Amazon Product Promotion Twitter Bot

7 minute read

This blog post will follow my progress on making a twitter bot to try and obtain movie titles that are “hot” or “trending” on social media in order to identify Amazon products that can be promoted to customers.

In the spirit of full disclosure, this blog post was fully inspired by this Amazon job posting

Initialization

# Clearing workspace:
rm(list=ls())

# Loading libraries:
suppressMessages(library(tidyverse))
suppressMessages(library(stringr))
suppressMessages(library(feather))
suppressMessages(library(tm))
suppressMessages(library(roxygen2))
suppressMessages(library(knitr))
# Reading in data:
tweets <- suppressMessages(read_csv("../data/candidate_tweets.csv"))
movies <- suppressMessages(read_feather("../data/prediction_df.feather"))

# Peaking at tweets:
kable(head(tweets, 4) %>%
  select(name, text))
name text
IMDb Don’t miss our Editor’s picks for the week of June 11 👉
https://t.co/VyufT Srej4 https://t.co/HKcwtMA0nq
Yahoo Movies #47MetersDown reviews are in: @Variety calls shark arcfor #MandyMoore, #ClaireHolt formulaic but effective… https://t.co/Qr5nTxuXbg
Conan O’Brien Dear Mr. Bezos: There are less expensive ways to check out women in yoga pants.
Rotten Tomatoes It’s a big #Batman week, so we’re ranking all of the Caped Crusader’s movies from worst to best by 🍅 #Tomatometer… https://t.co/Kf1z7oUW8I

The twitter data above consists of tweets by movie focused twitter accounts within the last 24 hours. This data is obtained using a twitter bot that surveys the tweets every 24 hours. The code for the bot can be seen here. It should be noted that I forked this repository from my friend David’s repository who used his twitter bot to identify “hot” news stories.

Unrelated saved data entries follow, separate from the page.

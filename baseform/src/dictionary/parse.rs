const UTF8_BOM: &[u8] = b"\xEF\xBB\xBF";

#[derive(Debug, Clone, Copy, PartialEq, Eq)]
pub(crate) enum Line<'a> {
    Blank,
    Pair(&'a str, &'a str),
    Malformed,
}

/// Splits a word list into raw lines. A trailing newline does not start
/// another line.
pub(crate) fn lines(bytes: &[u8]) -> impl Iterator<Item = &[u8]> {
    let bytes = bytes.strip_prefix(UTF8_BOM).unwrap_or(bytes);
    let bytes = bytes.strip_suffix(b"\n").unwrap_or(bytes);

    (!bytes.is_empty())
        .then(|| bytes.split(|b| *b == b'\n'))
        .into_iter()
        .flatten()
}

/// Parses `<surface><delimiter><base>`. With no delimiter configured, any
/// run of whitespace separates the two fields.
pub(crate) fn parse_line(raw: &[u8], delimiter: Option<char>) -> Line<'_> {
    let line = match std::str::from_utf8(raw) {
        Ok(v) => v.trim(),
        Err(_) => return Line::Malformed,
    };

    if line.is_empty() {
        return Line::Blank;
    }

    let fields = match delimiter {
        None => {
            let mut it = line.split_whitespace();
            (it.next(), it.next(), it.next())
        }
        Some(c) => {
            let mut it = line.split(c).map(str::trim);
            (it.next(), it.next(), it.next())
        }
    };

    match fields {
        (Some(surface), Some(base), None) if !surface.is_empty() && !base.is_empty() => {
            Line::Pair(surface, base)
        }
        _ => Line::Malformed,
    }
}

#[cfg(test)]
mod tests {
    use super::*;

    #[test]
    fn whitespace_delimited() {
        assert_eq!(
            parse_line(b"Autos\tAuto", None),
            Line::Pair("Autos", "Auto")
        );
        assert_eq!(
            parse_line(b"  gekostet    kosten \r", None),
            Line::Pair("gekostet", "kosten")
        );
        assert_eq!(parse_line(b"   ", None), Line::Blank);
        assert_eq!(parse_line(b"Autos", None), Line::Malformed);
        assert_eq!(parse_line(b"Autos Auto Wagen", None), Line::Malformed);
    }

    #[test]
    fn explicit_delimiter() {
        assert_eq!(
            parse_line(b"hat;haben", Some(';')),
            Line::Pair("hat", "haben")
        );
        assert_eq!(
            parse_line(b"hat ; haben", Some(';')),
            Line::Pair("hat", "haben")
        );
        assert_eq!(parse_line(b"hat;", Some(';')), Line::Malformed);
        assert_eq!(parse_line(b";haben", Some(';')), Line::Malformed);
        assert_eq!(parse_line(b"a;b;c", Some(';')), Line::Malformed);
        assert_eq!(parse_line(b"hat haben", Some(';')), Line::Malformed);
    }

    #[test]
    fn invalid_utf8_is_malformed() {
        assert_eq!(parse_line(b"\xD6kosteuer\tx", None), Line::Malformed);
    }

    #[test]
    fn splits_lines() {
        let input = "\u{feff}a b\n\nc d\n";
        let out: Vec<&[u8]> = lines(input.as_bytes()).collect();
        assert_eq!(out, vec![&b"a b"[..], &b""[..], &b"c d"[..]]);

        assert_eq!(lines(b"").count(), 0);
        assert_eq!(lines(b"\n").count(), 0);
        assert_eq!(lines(b"x y").count(), 1);
    }
}
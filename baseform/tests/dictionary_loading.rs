use std::io::Write;
use std::path::PathBuf;

use baseform::dictionary::{DictionaryConfig, LemmaDictionary, LoadError, LoadReport};

fn sample_path() -> PathBuf {
    PathBuf::from(env!("CARGO_MANIFEST_DIR")).join("tests/data/de-lemma-sample.txt")
}

#[test]
fn loads_sample_word_list() {
    let dict = LemmaDictionary::open(sample_path(), &DictionaryConfig::default()).unwrap();

    assert_eq!(dict.len(), 27);
    assert_eq!(
        dict.report(),
        &LoadReport {
            lines: 29,
            pairs: 28,
            duplicates: 1,
            malformed: 0,
        }
    );
    assert_eq!(dict.lemma("Ökosteuern"), Some("Ökosteuer"));
    assert_eq!(dict.lookup("Sucht").unwrap(), &["Sucht", "suchen"]);
}

#[test]
fn malformed_lines_are_skipped() {
    let mut tmp = tempfile::NamedTempFile::new().unwrap();
    tmp.write_all(b"Autos\tAuto\r\n").unwrap();
    tmp.write_all(b"nur-ein-feld\r\n").unwrap();
    tmp.write_all(b"\r\n").unwrap();
    tmp.write_all(b"Nudeln\tNudel\tNudeln\n").unwrap();
    tmp.write_all(b"\xFF\xFE\tkaputt\n").unwrap();
    tmp.write_all(b"  gekostet\tkosten  \n").unwrap();
    tmp.write_all(b"\tleer\n").unwrap();
    tmp.write_all(b"hat\thaben").unwrap();
    tmp.flush().unwrap();

    let dict =
        LemmaDictionary::open(tmp.path(), &DictionaryConfig::with_delimiter('\t')).unwrap();

    let surfaces = ["Autos", "gekostet", "hat"];
    assert_eq!(dict.len(), surfaces.len());
    for surface in surfaces {
        assert!(dict.contains(surface), "missing {}", surface);
    }
    assert_eq!(dict.lemma("gekostet"), Some("kosten"));
    assert!(!dict.contains("Nudeln"));
    assert_eq!(dict.report().lines, 8);
    assert_eq!(dict.report().malformed, 4);
}

#[test]
fn missing_resource_is_a_load_error() {
    let dir = tempfile::tempdir().unwrap();
    let path = dir.path().join("does-not-exist.txt");

    let err = LemmaDictionary::open(&path, &DictionaryConfig::default()).unwrap_err();
    match err {
        LoadError::NotFound(p) => assert_eq!(p, path),
        other => panic!("unexpected error: {}", other),
    }
}

#[test]
fn directory_is_not_a_dictionary() {
    let dir = tempfile::tempdir().unwrap();
    assert!(LemmaDictionary::open(dir.path(), &DictionaryConfig::default()).is_err());
}

#[test]
fn loading_is_deterministic() {
    let a = LemmaDictionary::open(sample_path(), &DictionaryConfig::default()).unwrap();
    let b = LemmaDictionary::open(sample_path(), &DictionaryConfig::default()).unwrap();

    for word in ["Sucht", "hat", "die", "Autos", "Fahrrad"] {
        assert_eq!(a.lookup(word), b.lookup(word));
    }
    assert_eq!(a.report(), b.report());
}
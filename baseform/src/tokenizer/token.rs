use serde::{Deserialize, Serialize};
use smol_str::SmolStr;

#[derive(Clone, Debug, PartialEq, Eq, Serialize, Deserialize)]
/// A unit of text with its position in the source
pub struct Token {
    /// the token text
    pub text: SmolStr,
    /// byte offset of the first character in the source text
    pub start: usize,
    /// byte offset one past the last character in the source text
    pub end: usize,
    /// distance in positions from the previous token
    pub position_increment: u32,
    /// keyword tokens are protected from rewriting by filters
    #[serde(default, skip_serializing_if = "std::ops::Not::not")]
    pub keyword: bool,
}

impl Token {
    pub fn new<S: Into<SmolStr>>(text: S, start: usize, end: usize) -> Token {
        Token {
            text: text.into(),
            start,
            end,
            position_increment: 1,
            keyword: false,
        }
    }

    pub fn with_position_increment(mut self, position_increment: u32) -> Token {
        self.position_increment = position_increment;
        self
    }

    pub fn with_keyword(mut self, keyword: bool) -> Token {
        self.keyword = keyword;
        self
    }

    /// Replaces the text, keeping offsets and flags as they were.
    pub fn with_text<S: Into<SmolStr>>(mut self, text: S) -> Token {
        self.text = text.into();
        self
    }

    pub fn text(&self) -> &str {
        &self.text
    }
}
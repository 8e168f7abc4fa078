//! Tokens and token streams.
//!
//! Word segmentation itself follows Unicode word boundaries via
//! `unic-segment`; [`TextTokenStream`] wraps it as an upstream source for
//! filters.
use unic_segment::WordBoundIndices;

mod stream;
mod token;

pub use self::stream::{StreamError, TextTokenStream, TokenStream, VecTokenStream};
pub use self::token::Token;

pub trait Tokenize {
    fn word_bound_indices(&self) -> WordBoundIndices;
}

impl Tokenize for str {
    fn word_bound_indices(&self) -> WordBoundIndices {
        WordBoundIndices::new(self)
    }
}

#[inline(always)]
pub(crate) fn is_word(segment: &str) -> bool {
    segment.chars().any(|ch| ch.is_alphanumeric())
}
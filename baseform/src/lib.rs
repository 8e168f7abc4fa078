/*! Dictionary-driven base form reduction for text-analysis pipelines.

Rewrites each token of a token stream to its dictionary base form (lemma),
so that search and indexing can match regardless of inflection: German
"Autos" becomes "Auto", "gekostet" becomes "kosten". Tokens missing from the
dictionary pass through unchanged.

A [`LemmaDictionary`](dictionary::LemmaDictionary) is loaded once from a
plain-text word list and shared via [`Arc`](std::sync::Arc) by any number of
[`BaseformFilter`](filter::BaseformFilter) instances, one per token stream.

# Usage examples

```no_run
use std::sync::Arc;

use baseform::dictionary::{DictionaryConfig, LemmaDictionary};
use baseform::filter::BaseformFilter;
use baseform::tokenizer::TextTokenStream;

let dictionary = LemmaDictionary::open("de-lemma-utf8.txt", &DictionaryConfig::default())
    .expect("dictionary");
let dictionary = Arc::new(dictionary);

let stream = TextTokenStream::new("Das sind Autos, die Nudeln transportieren.");
let lemmas: Vec<String> = BaseformFilter::new(dictionary, stream)
    .map(|token| token.text.to_string())
    .collect();
```

Filters can also be configured by name from a JSON settings document, see
[`analysis::AnalysisRegistry`].
*/

pub mod analysis;
pub mod dictionary;
pub mod filter;
pub mod tokenizer;
pub mod vfs;
use hashbrown::HashMap;
use smol_str::SmolStr;

use super::{LemmaDictionary, LoadReport};

/// Accumulates (surface, base) pairs into a [`LemmaDictionary`].
///
/// Repeated pairs are dropped; distinct base forms for the same surface form
/// are kept in insertion order.
#[derive(Debug, Default)]
pub struct LemmaDictionaryBuilder {
    entries: HashMap<SmolStr, Vec<SmolStr>>,
    pub(crate) report: LoadReport,
}

impl LemmaDictionaryBuilder {
    pub fn new() -> LemmaDictionaryBuilder {
        LemmaDictionaryBuilder::default()
    }

    /// Returns `true` if the pair was added, `false` if it was a duplicate
    /// or had an empty field.
    ///
    /// Empty fields are ignored without touching the report: `malformed`
    /// only counts lines of a loaded word list.
    pub fn insert(&mut self, surface: &str, base: &str) -> bool {
        if surface.is_empty() || base.is_empty() {
            return false;
        }

        let candidates = self.entries.entry(SmolStr::new(surface)).or_default();

        if candidates.iter().any(|c| c.as_str() == base) {
            self.report.duplicates += 1;
            return false;
        }

        candidates.push(SmolStr::new(base));
        self.report.pairs += 1;
        true
    }

    pub fn build(mut self) -> LemmaDictionary {
        self.entries.shrink_to_fit();

        LemmaDictionary {
            entries: self.entries,
            report: self.report,
        }
    }
}

impl<'a> Extend<(&'a str, &'a str)> for LemmaDictionaryBuilder {
    fn extend<I: IntoIterator<Item = (&'a str, &'a str)>>(&mut self, iter: I) {
        for (surface, base) in iter {
            self.insert(surface, base);
        }
    }
}

impl<'a> FromIterator<(&'a str, &'a str)> for LemmaDictionary {
    fn from_iter<I: IntoIterator<Item = (&'a str, &'a str)>>(iter: I) -> LemmaDictionary {
        let mut builder = LemmaDictionaryBuilder::new();
        builder.extend(iter);
        builder.build()
    }
}
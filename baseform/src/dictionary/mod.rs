//! Surface form to base form lookup.
//!
//! A word list holds one `<surface> <base>` pair per line. A surface form
//! may appear on several lines when it has more than one plausible base
//! form; lookups return the candidates in file order.
//!
//! ```text
//! Autos	Auto
//! gekostet	kosten
//! Sucht	Sucht
//! Sucht	suchen
//! ```
use std::fmt;
use std::io::Read;
use std::path::Path;

use hashbrown::HashMap;
use serde::{Deserialize, Serialize};
use smol_str::SmolStr;

use self::parse::Line;
use crate::vfs::{File, Filesystem, Fs};

mod builder;
pub mod error;
mod parse;

pub use self::builder::LemmaDictionaryBuilder;
pub use self::error::LoadError;

#[derive(Clone, Debug, Serialize, Deserialize, PartialEq, Eq)]
pub struct DictionaryConfig {
    /// Field separator. `None` splits on any run of whitespace.
    pub delimiter: Option<char>,
}

impl DictionaryConfig {
    pub const fn default() -> DictionaryConfig {
        DictionaryConfig { delimiter: None }
    }

    pub const fn with_delimiter(delimiter: char) -> DictionaryConfig {
        DictionaryConfig {
            delimiter: Some(delimiter),
        }
    }
}

impl Default for DictionaryConfig {
    fn default() -> Self {
        DictionaryConfig::default()
    }
}

/// Counters collected while building a dictionary.
#[derive(Clone, Copy, Debug, Default, PartialEq, Eq, Serialize, Deserialize)]
pub struct LoadReport {
    /// lines read from the resource, blank ones included
    pub lines: usize,
    /// distinct (surface, base) pairs stored
    pub pairs: usize,
    /// repeated (surface, base) pairs that were dropped
    pub duplicates: usize,
    /// lines skipped for not having exactly two fields
    pub malformed: usize,
}

/// Immutable map from surface forms to their base forms.
///
/// Keys are exact, case-sensitive surface forms. Every key has at least one
/// candidate. Once built the dictionary is never modified, so it can be
/// shared through an `Arc` by filters on any number of threads.
pub struct LemmaDictionary {
    entries: HashMap<SmolStr, Vec<SmolStr>>,
    report: LoadReport,
}

impl LemmaDictionary {
    /// Memory-maps and parses the word list at `path`.
    pub fn open<P: AsRef<Path>>(
        path: P,
        config: &DictionaryConfig,
    ) -> Result<LemmaDictionary, LoadError> {
        LemmaDictionary::from_fs(&Fs, path, config)
    }

    pub fn from_fs<FS, P>(
        fs: &FS,
        path: P,
        config: &DictionaryConfig,
    ) -> Result<LemmaDictionary, LoadError>
    where
        FS: Filesystem,
        P: AsRef<Path>,
    {
        let path = path.as_ref();
        let mut file = fs.open(path).map_err(|e| LoadError::from_io(path, e))?;

        // Zero-length files cannot be mapped on every platform.
        if file.is_empty().map_err(|e| LoadError::from_io(path, e))? {
            return Ok(LemmaDictionary::from_bytes(&[], config));
        }

        let mmap = unsafe { file.memory_map() }.map_err(|e| LoadError::from_io(path, e))?;

        let dictionary = match mmap {
            Some(mmap) => LemmaDictionary::from_bytes(&mmap, config),
            None => {
                let mut buf = vec![];
                file.read_to_end(&mut buf)
                    .map_err(|e| LoadError::from_io(path, e))?;
                LemmaDictionary::from_bytes(&buf, config)
            }
        };

        log::debug!("loaded dictionary '{}'", path.display());
        Ok(dictionary)
    }

    pub fn from_reader<R: Read>(
        mut reader: R,
        config: &DictionaryConfig,
    ) -> Result<LemmaDictionary, LoadError> {
        let mut buf = vec![];
        reader.read_to_end(&mut buf).map_err(LoadError::Read)?;
        Ok(LemmaDictionary::from_bytes(&buf, config))
    }

    /// Builds a dictionary from an in-memory word list. Lines without exactly
    /// two fields, or that are not valid UTF-8, are skipped.
    pub fn from_bytes(bytes: &[u8], config: &DictionaryConfig) -> LemmaDictionary {
        let mut builder = LemmaDictionaryBuilder::new();

        for (index, raw) in parse::lines(bytes).enumerate() {
            builder.report.lines += 1;

            match parse::parse_line(raw, config.delimiter) {
                Line::Blank => {}
                Line::Pair(surface, base) => {
                    builder.insert(surface, base);
                }
                Line::Malformed => {
                    log::trace!("skipping malformed line {}", index + 1);
                    builder.report.malformed += 1;
                }
            }
        }

        let dictionary = builder.build();
        dictionary.log_report();
        dictionary
    }

    fn log_report(&self) {
        let LoadReport {
            lines,
            pairs,
            duplicates,
            malformed,
        } = self.report;

        log::debug!(
            "{} surface forms, {} pairs from {} lines ({} duplicate, {} malformed)",
            self.len(),
            pairs,
            lines,
            duplicates,
            malformed
        );

        let non_blank = pairs + duplicates + malformed;
        if malformed > 0 && malformed * 2 > non_blank {
            log::warn!(
                "{} of {} lines were malformed; is the delimiter configured correctly?",
                malformed,
                non_blank
            );
        }
    }

    /// All base forms for `surface`, in word list order.
    #[inline]
    pub fn lookup(&self, surface: &str) -> Option<&[SmolStr]> {
        self.entries.get(surface).map(Vec::as_slice)
    }

    /// The first-listed base form for `surface`.
    #[inline]
    pub fn lemma(&self, surface: &str) -> Option<&str> {
        self.lookup(surface)
            .and_then(|candidates| candidates.first())
            .map(SmolStr::as_str)
    }

    pub fn contains(&self, surface: &str) -> bool {
        self.entries.contains_key(surface)
    }

    /// Number of distinct surface forms.
    pub fn len(&self) -> usize {
        self.entries.len()
    }

    pub fn is_empty(&self) -> bool {
        self.entries.is_empty()
    }

    pub fn report(&self) -> &LoadReport {
        &self.report
    }
}

impl fmt::Debug for LemmaDictionary {
    fn fmt(&self, f: &mut fmt::Formatter<'_>) -> fmt::Result {
        f.debug_struct("LemmaDictionary")
            .field("entries", &self.entries.len())
            .field("report", &self.report)
            .finish()
    }
}
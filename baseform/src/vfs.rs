//! Resource access for word lists.
//!
//! Dictionaries are opened through a [`Filesystem`], either the operating
//! system's ([`Fs`]) or a set of named in-memory resources ([`MemoryFs`])
//! for word lists bundled with the host application.
use hashbrown::HashMap;
use memmap2::{Mmap, MmapOptions};
use std::fmt::Debug;
use std::io::{Cursor, Read, Result};
use std::path::{Path, PathBuf};
use std::sync::Arc;

pub trait Filesystem {
    type File: File;

    fn open<P: AsRef<Path>>(&self, path: P) -> Result<Self::File>;
}

pub trait File: Read + Debug {
    fn len(&self) -> Result<u64>;

    fn is_empty(&self) -> Result<bool> {
        self.len().map(|x| x == 0)
    }

    /// Maps the whole file into memory. Backends that hold their data in
    /// memory already return `None` and are read instead.
    unsafe fn memory_map(&self) -> Result<Option<Mmap>>;
}

impl File for std::fs::File {
    fn len(&self) -> Result<u64> {
        self.metadata().map(|m| m.len())
    }

    unsafe fn memory_map(&self) -> Result<Option<Mmap>> {
        MmapOptions::new().map(self).map(Some)
    }
}

pub struct Fs;

impl Filesystem for Fs {
    type File = std::fs::File;

    #[inline(always)]
    fn open<P: AsRef<Path>>(&self, path: P) -> Result<Self::File> {
        std::fs::File::open(path)
    }
}

#[derive(Debug)]
pub struct MemoryFile(Cursor<Arc<[u8]>>);

impl Read for MemoryFile {
    fn read(&mut self, buf: &mut [u8]) -> Result<usize> {
        self.0.read(buf)
    }
}

impl File for MemoryFile {
    fn len(&self) -> Result<u64> {
        Ok(self.0.get_ref().len() as u64)
    }

    unsafe fn memory_map(&self) -> Result<Option<Mmap>> {
        Ok(None)
    }
}

/// Named in-memory resources, looked up by exact path.
#[derive(Debug, Default, Clone)]
pub struct MemoryFs {
    files: HashMap<PathBuf, Arc<[u8]>>,
}

impl MemoryFs {
    pub fn new() -> MemoryFs {
        MemoryFs::default()
    }

    pub fn insert<P: Into<PathBuf>, B: Into<Vec<u8>>>(&mut self, path: P, bytes: B) {
        let bytes: Vec<u8> = bytes.into();
        self.files.insert(path.into(), Arc::from(bytes));
    }

    pub fn with<P: Into<PathBuf>, B: Into<Vec<u8>>>(mut self, path: P, bytes: B) -> MemoryFs {
        self.insert(path, bytes);
        self
    }
}

impl Filesystem for MemoryFs {
    type File = MemoryFile;

    fn open<P: AsRef<Path>>(&self, path: P) -> Result<Self::File> {
        match self.files.get(path.as_ref()) {
            Some(data) => Ok(MemoryFile(Cursor::new(Arc::clone(data)))),
            None => Err(std::io::Error::new(
                std::io::ErrorKind::NotFound,
                "not found",
            )),
        }
    }
}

# Set seed for reproducability:
set.seed(16)

# Peaking at movies:
kable(head(movies[sample(nrow(movies)),]) %>%
       select(product_name, predicted_rating, actual_rating))
product_name predicted_rating actual_rating
I, Robot (Widescreen Edition) 3.747327 3
V for Vendetta Special Edition 3.595076 5
Event Horizon [VHS] 3.356819 1
On the Waterfront (includes Oscar’s Greatest Moments 1971-1991) [VHS] 4.961710 5
Outfoxed - Rupert Murdoch’s War on Journalism 2.071590 1
Coming to America [VHS] 5.310614 5

The data shown above was obtained from my last blog post where I implemented a colaborative filtering algorithm to predict ratings that people would give movies they haven’t seen before.

How to use this data:

My general idea is to identify which of the movies within our twitter dataset is being tweeted about the most. After identifying which movies are popular within social media, we can identify individuals that have a high predicted score for the movie and promote these products to them.

My first attempt at this will be very simplistic where I very crudely and naively vectorize each movie title into individual words and count the occurrences of each word within the twitter data set. I then divide the number of total occurrences by the number of words within the title. For example, if our movie title is “Home Alone”, we will vectorize this title into two words “home” and “alone”. Then, if “home” occurs in our data set 4 times and “alone” occurs 5 times, we have 9 total occurrences. I then will divide the total occurrences by the number of words in the title (2 in this case). This gives us 4.5 occurrences per word.

Once again, this is a very crude way of doing this. However, as a first attempt, it can serve as a proof of concept.

Data Wrangling:

Now, to get started, I need to clean the data. I’ll start by defining some functions:

# Defining some functions

# Cleans text by removing stop words as well as commonly used/non-important words in movie tweets and movie titles
get_clean_text <- function(x){
  words_to_remove <- c(stopwords('en'), "vhs", "dvd", "edition", "widescreen", "combo pack", "special edition",
                     "season", "collector's edition", "full screen", "movie", "1", "2", "3", "4", "5", "6", "7",
                     "8", "9", "collector", "series", "amp", "film", "new", "like", "director", "show")
  stopwords_regex = paste(words_to_remove, collapse = '\\b|\\b')
  stopwords_regex = paste0('\\b', stopwords_regex, '\\b')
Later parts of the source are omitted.